▶ [EXERCISE BRIEF]
Report each line from the entries in which "AuditAction" can be found.

▶ [PROVIDED DATA]
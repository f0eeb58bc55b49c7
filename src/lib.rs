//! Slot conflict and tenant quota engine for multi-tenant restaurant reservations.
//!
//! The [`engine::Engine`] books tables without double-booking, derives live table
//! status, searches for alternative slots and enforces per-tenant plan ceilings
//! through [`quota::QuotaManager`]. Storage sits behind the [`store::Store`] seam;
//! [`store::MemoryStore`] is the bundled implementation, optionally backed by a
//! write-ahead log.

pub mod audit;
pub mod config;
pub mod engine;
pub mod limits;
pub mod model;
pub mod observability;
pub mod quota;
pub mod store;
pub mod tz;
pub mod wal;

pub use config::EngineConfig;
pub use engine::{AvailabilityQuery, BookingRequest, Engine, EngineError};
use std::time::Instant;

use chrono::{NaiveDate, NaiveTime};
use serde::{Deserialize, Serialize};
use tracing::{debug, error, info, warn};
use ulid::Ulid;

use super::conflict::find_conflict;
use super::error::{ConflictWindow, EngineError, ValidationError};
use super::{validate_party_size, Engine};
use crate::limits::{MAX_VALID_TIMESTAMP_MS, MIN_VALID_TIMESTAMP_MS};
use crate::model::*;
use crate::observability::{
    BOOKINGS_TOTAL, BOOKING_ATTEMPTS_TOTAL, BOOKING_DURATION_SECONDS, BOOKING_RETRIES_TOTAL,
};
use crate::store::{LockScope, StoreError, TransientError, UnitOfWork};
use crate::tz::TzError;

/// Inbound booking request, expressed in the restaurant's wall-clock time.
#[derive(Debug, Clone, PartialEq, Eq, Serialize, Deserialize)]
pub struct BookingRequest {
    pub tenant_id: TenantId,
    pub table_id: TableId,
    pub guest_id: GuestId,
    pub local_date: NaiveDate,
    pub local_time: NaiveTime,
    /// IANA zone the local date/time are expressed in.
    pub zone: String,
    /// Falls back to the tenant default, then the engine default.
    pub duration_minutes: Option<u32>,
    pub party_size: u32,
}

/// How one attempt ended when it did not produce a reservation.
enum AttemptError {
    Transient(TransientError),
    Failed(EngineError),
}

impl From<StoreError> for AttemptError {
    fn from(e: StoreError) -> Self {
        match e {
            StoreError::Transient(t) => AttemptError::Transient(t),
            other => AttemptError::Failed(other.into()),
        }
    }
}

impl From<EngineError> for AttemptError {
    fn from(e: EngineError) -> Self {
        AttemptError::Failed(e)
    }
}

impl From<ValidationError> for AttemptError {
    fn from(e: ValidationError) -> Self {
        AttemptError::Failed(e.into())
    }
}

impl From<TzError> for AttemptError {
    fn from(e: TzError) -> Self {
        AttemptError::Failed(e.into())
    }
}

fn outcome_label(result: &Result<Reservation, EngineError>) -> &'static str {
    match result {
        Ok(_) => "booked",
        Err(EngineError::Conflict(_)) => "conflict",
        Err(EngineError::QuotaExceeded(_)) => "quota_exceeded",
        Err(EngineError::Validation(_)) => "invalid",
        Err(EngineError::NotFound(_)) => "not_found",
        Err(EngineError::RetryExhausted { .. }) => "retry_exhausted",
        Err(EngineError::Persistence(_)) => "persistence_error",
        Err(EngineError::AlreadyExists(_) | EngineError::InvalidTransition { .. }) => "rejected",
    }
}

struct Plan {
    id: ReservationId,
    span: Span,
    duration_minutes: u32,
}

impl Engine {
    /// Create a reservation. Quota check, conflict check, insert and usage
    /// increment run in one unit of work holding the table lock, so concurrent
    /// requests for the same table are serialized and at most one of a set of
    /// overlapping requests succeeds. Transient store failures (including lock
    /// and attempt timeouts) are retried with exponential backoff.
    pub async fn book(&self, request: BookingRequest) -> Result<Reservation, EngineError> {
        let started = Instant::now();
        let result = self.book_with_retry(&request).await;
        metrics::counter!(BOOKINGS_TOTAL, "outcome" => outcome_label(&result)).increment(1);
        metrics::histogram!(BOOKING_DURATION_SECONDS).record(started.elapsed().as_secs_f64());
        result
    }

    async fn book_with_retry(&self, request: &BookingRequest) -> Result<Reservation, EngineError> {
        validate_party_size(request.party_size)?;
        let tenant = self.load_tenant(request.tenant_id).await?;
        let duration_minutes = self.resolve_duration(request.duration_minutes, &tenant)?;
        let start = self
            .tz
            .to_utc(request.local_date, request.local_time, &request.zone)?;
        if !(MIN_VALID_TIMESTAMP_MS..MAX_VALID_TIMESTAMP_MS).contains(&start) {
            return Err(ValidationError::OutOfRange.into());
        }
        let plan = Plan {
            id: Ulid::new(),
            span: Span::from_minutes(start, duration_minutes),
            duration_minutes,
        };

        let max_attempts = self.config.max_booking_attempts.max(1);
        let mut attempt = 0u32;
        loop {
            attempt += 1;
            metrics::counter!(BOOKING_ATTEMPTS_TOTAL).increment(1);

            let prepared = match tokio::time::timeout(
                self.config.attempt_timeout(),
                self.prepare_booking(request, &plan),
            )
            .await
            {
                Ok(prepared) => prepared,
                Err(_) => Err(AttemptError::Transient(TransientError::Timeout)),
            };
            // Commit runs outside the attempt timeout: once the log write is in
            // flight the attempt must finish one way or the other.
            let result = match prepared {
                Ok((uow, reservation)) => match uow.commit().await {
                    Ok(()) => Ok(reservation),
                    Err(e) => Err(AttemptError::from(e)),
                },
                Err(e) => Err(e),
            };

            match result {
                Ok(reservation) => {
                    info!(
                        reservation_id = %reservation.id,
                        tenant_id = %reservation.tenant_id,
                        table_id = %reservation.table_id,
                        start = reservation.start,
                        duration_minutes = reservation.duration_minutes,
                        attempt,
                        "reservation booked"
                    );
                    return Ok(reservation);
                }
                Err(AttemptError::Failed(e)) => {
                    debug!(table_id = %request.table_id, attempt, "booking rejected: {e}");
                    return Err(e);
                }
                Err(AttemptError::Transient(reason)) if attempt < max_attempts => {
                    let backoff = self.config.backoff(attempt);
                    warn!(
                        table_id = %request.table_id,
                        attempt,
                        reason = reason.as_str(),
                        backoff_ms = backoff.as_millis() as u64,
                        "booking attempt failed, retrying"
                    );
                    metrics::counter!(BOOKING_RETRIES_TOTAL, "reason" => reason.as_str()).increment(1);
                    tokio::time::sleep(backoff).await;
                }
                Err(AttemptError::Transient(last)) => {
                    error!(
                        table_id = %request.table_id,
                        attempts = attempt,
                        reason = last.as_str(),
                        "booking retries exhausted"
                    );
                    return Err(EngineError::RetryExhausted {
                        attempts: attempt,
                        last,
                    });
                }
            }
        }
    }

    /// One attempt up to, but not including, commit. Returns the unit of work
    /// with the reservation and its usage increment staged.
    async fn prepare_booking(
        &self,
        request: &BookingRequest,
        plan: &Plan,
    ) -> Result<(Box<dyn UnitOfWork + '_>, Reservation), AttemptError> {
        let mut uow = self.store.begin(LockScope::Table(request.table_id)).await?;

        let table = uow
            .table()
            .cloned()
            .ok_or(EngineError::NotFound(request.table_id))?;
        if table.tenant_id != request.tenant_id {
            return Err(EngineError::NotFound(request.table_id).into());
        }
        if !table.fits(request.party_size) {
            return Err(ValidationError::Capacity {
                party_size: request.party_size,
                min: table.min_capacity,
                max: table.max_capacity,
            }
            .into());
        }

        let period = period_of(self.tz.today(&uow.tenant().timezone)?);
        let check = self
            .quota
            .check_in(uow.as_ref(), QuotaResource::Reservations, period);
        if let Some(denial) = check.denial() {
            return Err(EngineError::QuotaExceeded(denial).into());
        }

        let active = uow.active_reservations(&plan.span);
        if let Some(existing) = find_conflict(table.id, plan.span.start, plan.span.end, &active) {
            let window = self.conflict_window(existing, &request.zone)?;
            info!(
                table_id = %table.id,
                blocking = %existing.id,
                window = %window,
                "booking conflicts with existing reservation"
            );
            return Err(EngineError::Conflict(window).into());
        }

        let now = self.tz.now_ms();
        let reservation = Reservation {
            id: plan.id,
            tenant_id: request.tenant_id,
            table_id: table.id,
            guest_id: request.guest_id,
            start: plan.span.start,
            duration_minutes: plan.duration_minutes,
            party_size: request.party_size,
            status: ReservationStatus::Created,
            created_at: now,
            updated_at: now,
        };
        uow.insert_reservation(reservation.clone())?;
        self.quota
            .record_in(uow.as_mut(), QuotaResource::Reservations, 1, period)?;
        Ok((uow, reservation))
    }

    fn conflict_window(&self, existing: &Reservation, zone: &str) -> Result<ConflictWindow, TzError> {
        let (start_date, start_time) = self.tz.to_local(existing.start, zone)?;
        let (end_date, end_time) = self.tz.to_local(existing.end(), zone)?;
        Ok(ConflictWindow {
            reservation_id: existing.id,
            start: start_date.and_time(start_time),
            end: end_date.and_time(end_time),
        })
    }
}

--

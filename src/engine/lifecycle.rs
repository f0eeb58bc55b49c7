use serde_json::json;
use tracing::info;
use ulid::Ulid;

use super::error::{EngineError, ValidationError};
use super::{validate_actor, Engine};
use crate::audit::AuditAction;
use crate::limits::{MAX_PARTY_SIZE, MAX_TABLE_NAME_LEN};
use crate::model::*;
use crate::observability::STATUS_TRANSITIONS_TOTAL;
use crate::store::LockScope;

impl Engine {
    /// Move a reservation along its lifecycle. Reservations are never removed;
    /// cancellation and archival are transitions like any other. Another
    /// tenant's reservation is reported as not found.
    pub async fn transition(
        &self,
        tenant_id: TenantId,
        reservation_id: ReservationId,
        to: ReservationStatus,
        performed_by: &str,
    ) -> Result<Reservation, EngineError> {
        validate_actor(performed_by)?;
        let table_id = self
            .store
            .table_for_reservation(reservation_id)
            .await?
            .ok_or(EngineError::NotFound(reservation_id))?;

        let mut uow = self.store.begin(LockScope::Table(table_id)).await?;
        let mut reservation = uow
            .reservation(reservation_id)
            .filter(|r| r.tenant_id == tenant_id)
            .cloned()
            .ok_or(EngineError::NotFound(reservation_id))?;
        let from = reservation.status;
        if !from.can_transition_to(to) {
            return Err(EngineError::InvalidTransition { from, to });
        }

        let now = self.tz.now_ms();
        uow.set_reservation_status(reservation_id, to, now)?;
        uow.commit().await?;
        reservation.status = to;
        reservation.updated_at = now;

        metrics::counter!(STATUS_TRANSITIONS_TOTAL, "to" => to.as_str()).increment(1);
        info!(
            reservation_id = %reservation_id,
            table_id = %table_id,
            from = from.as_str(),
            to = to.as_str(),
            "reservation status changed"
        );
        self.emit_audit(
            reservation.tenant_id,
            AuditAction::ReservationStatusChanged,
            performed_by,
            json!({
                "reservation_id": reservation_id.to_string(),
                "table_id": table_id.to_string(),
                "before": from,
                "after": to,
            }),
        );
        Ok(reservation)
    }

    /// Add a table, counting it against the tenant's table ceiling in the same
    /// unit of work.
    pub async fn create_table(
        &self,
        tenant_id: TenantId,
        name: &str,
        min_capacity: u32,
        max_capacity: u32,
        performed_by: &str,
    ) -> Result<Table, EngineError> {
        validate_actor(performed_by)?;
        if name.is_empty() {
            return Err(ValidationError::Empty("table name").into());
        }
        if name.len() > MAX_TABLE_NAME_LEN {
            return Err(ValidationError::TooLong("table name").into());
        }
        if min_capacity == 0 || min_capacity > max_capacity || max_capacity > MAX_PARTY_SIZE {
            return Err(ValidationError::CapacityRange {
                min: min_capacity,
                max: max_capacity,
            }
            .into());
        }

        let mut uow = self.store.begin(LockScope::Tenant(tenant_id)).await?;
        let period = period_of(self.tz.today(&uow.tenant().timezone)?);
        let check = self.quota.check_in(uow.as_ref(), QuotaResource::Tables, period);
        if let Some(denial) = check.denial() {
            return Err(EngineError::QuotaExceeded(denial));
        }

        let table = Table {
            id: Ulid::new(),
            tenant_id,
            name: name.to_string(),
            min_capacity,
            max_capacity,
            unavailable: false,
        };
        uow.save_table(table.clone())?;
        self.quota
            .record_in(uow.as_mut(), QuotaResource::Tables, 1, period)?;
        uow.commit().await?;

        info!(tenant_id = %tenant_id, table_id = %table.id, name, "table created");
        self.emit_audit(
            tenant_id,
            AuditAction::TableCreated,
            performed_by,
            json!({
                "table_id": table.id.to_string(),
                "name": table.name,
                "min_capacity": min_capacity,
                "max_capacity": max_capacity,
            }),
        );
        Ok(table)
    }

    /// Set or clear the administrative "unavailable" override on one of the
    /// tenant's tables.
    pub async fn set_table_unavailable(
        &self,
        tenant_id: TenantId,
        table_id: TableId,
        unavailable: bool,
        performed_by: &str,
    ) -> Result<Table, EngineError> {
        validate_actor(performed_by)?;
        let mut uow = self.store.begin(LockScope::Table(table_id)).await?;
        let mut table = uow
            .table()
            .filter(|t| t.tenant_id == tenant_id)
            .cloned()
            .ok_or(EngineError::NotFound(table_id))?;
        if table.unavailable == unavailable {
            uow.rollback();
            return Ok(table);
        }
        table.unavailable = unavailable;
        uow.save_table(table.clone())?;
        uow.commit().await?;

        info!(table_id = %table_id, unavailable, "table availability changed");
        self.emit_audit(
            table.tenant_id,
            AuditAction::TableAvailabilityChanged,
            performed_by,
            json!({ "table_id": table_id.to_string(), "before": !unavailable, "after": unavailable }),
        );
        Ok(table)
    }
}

▶ [ANSWER TO THE EXERCISE]
use crate::audit::AuditAction;
            AuditAction::ReservationStatusChanged,
            AuditAction::TableCreated,
            AuditAction::TableAvailabilityChanged,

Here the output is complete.